Insight
Some UK building companies finally pledge to fix cladding crisis - but is it enough?
Pay up, or we will force you to. That was the warning from Housing Secretary Michael Gove to developers back in January, when he said the construction industry had a moral duty and responsibility to pay to fix the cladding crisis in the wake of the Grenfell Tower tragedy.
After months of negotiations between government and the industry, 36 out 53 construction firms have signed up to a pledge to assess and fix all buildings over 11 metres that have played a role in developing in the last 30 years.
The UK’s biggest listed builders have agreed to stump up £2 billion collectively. Mr Gove has described this as a "victory for leaseholders" and said the government "will do whatever it takes to hold industry to account, and under our new measures there will be nowhere to hide".
However, remember the £2 billion is only half of the £4 billion that ministers previously said was needed to make blocks between 11 and 18 metres safe. The Department for Levelling Up, Housing and Communities said an existing industry levy will be extended and collect another £3bn over the next decade.
It’s nearly five years since the Grenfell Tower fire where 72 people died. Fire engulfed the 24 storey block in London; the external cladding was found to have aided the rapid spread of the blaze. The tragedy exposed decades of systematic regulatory failures.
Today, more than half a million people across the UK are still living in buildings with combustible cladding and a range of other fire safety defects. Many have received huge bills running into tens of thousands of pounds. The battle over who should pay has been a toxic one from the start.
Campaign group UK Cladding Action said Tuesday’s agreement was not a victory "for leaseholders who remain trapped for years as developers wrangle over what to remediate and for how much."
So what happens to those builders who are still refusing to cover the costs of fixing a building safety crisis they helped to create? There will be commercial consequences. Ministers have warned that they will impose tax and legal changes, firms could be barred from government housing funds and the planning process. That would in effect mean they would not be able to build or sell new homes.

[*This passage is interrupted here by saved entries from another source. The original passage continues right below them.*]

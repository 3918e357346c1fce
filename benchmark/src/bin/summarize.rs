// SPDX-License-Identifier: Apache-2.0
// Copyright 2025 Ankit Kumar Pandey

//! Print mean ± std per function × method from saved reports.

use anyhow::Context;
use clap::Parser;
use hookbench_benchmark::{JsonReporter, Summary};
use std::path::PathBuf;

#[derive(Parser)]
#[command(name = "summarize")]
#[command(about = "Pool saved benchmark reports into a summary table")]
struct Args {
    /// Report files to pool (every report in --dir if not specified)
    files: Vec<PathBuf>,

    /// Directory holding saved reports
    #[arg(short, long, default_value = "data")]
    dir: PathBuf,

    /// Print rows as JSON lines instead of the table
    #[arg(long)]
    json: bool,
}

fn main() -> anyhow::Result<()> {
    let args = Args::parse();

    let files = if args.files.is_empty() {
        JsonReporter::new(&args.dir)?.list_reports()?
    } else {
        args.files
    };
    anyhow::ensure!(!files.is_empty(), "no reports found");

    let reports = files
        .iter()
        .map(|path| JsonReporter::load(path).with_context(|| format!("loading {}", path.display())))
        .collect::<anyhow::Result<Vec<_>>>()?;

    let summary = Summary::from_reports(&reports);

    if args.json {
        for row in summary.rows() {
            println!(
                "{}",
                serde_json::json!({
                    "function": row.function,
                    "method": row.method,
                    "samples": row.samples,
                    "mean_ms": row.mean_ms,
                    "std_ms": row.std_ms,
                    "overhead_pct": row.overhead_pct,
                })
            );
        }
    } else {
        println!("Pooled {} report(s)", reports.len());
        println!();
        print!("{}", summary.render());
    }

    Ok(())
}
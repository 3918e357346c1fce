// SPDX-License-Identifier: Apache-2.0
// Copyright 2025 Ankit Kumar Pandey

//! `hookbench stats` command - Show harness statistics.
//!
//! Drives the complex target through an installed harness and prints the
//! resulting probe counters and workload engine snapshot.

use hookbench_core::{HarnessStats, TargetCaller};

use super::ConfigSource;

pub async fn execute(
    source: &ConfigSource<'_>,
    calls: u32,
    json: bool,
) -> Result<(), Box<dyn std::error::Error>> {
    let config = source.load(None)?;
    let (interceptor, harness) = super::install_harness(&config).await?;

    drive(&TargetCaller::new(&interceptor), calls);

    let stats = harness.stats();
    harness.uninstall();

    if json {
        println!("{}", serde_json::to_string_pretty(&stats)?);
    } else {
        print_table(&stats);
    }

    Ok(())
}

/// Arguments for the `i`th call; wraps past `i32::MAX`.
fn complex_args(i: u32) -> (i32, i32) {
    let a = i as i32;
    (a, a.wrapping_add(1))
}

fn drive(caller: &TargetCaller<'_>, calls: u32) -> u64 {
    let mut made = 0u64;
    for i in 0..calls {
        let (a, b) = complex_args(i);
        std::hint::black_box(caller.compute_sum_complex(a, b));
        made += 1;
    }
    made
}

fn print_table(stats: &HarnessStats) {
    let workload = &stats.workload;
    let hit_rate = stats
        .cache_hit_rate()
        .map(|r| format!("{:.1}%", r * 100.0))
        .unwrap_or_else(|| "n/a".to_string());
    let fmt_opt = |v: Option<String>| v.unwrap_or_else(|| "n/a".to_string());

    println!("╔══════════════════════════════════════════════════════════════╗");
    println!("║                     HOOKBENCH STATISTICS                     ║");
    println!("╠══════════════════════════════════════════════════════════════╣");
    println!("║ Strategy:        {:<43} ║", stats.strategy.to_string());
    println!("║ Module:          {:<43} ║", stats.module);
    println!("║ Hooked targets:  {:<43} ║", stats.hooked);
    println!("╠══════════════════════════════════════════════════════════════╣");
    println!("║ Probe enters:    {:<43} ║", stats.probes.enters);
    println!("║ Probe leaves:    {:<43} ║", stats.probes.leaves);
    println!("║ Rewrites:        {:<43} ║", stats.probes.rewrites);
    println!("║ Workload runs:   {:<43} ║", stats.probes.workload_runs);
    println!("╠══════════════════════════════════════════════════════════════╣");
    println!("║ Engine calls:    {:<43} ║", workload.calls);
    println!(
        "║ Cache:           {:<43} ║",
        format!(
            "{}/{} entries, {} hits, {} misses ({})",
            workload.cache_size,
            workload.cache_capacity,
            workload.cache.hits,
            workload.cache.misses,
            hit_rate
        )
    );
    println!("║ Samples:         {:<43} ║", workload.sample_count);
    println!("║ Min:             {:<43} ║", fmt_opt(workload.min.map(|v| v.to_string())));
    println!("║ Max:             {:<43} ║", fmt_opt(workload.max.map(|v| v.to_string())));
    println!("║ Mean:            {:<43} ║", fmt_opt(workload.lifetime_mean.map(|v| format!("{:.3}", v))));
    println!("╚══════════════════════════════════════════════════════════════╝");
}

#[cfg(test)]
mod tests {
    use super::*;
    use hookbench_core::{Config, Strategy};

    #[test]
    fn test_complex_args_wrap_past_i32_max() {
        assert_eq!(complex_args(3), (3, 4));
        assert_eq!(complex_args(i32::MAX as u32), (i32::MAX, i32::MIN));
        assert_eq!(complex_args(3_000_000_000), (-1_294_967_296, -1_294_967_295));
    }

    #[tokio::test]
    async fn test_drive_makes_every_call() {
        let config = Config::builtin(Strategy::Complex);
        let (interceptor, harness) = crate::commands::install_harness(&config).await.unwrap();

        assert_eq!(drive(&TargetCaller::new(&interceptor), 25), 25);
        assert_eq!(harness.stats().workload.calls, 50);
        harness.uninstall();
    }
}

There are also questions around who will pay to remediate so called "orphan buildings" where the original developer no longer exists or has ceased trading. Remember too there is a height restriction to all of this - there is still no financial help for those living in buildings under 11 metres with fire safety faults.
Mr Gove, and housing secretaries before him, has also repeatedly said that "no leaseholder living in a building above 11m, will ever face any costs for fixing dangerous cladding".
The reality is thousands of leaseholders are already paying. Insurance bills have rocketed. Service charges have soared. Interim safety measures like 24-hour fire wardens known as "waking watch" cost thousands every week. Many leaseholders have had to stump up to install new fire alarms too. There is no quick fix to this, it will take years to remediate buildings, and in the meantime money is draining away from those who can least afford it.
How did we get here?
In the years that followed the Grenfell tragedy, safety inspections on high rise blocks across the UK have exposed not just problems with combustible cladding, but many other fire safety faults, flammable balconies, defective insulation and missing fire breaks.
The question of who should pay to make buildings safe - flat owners, building owners, developers, the government - has been at the heart of this escalating crisis ever since.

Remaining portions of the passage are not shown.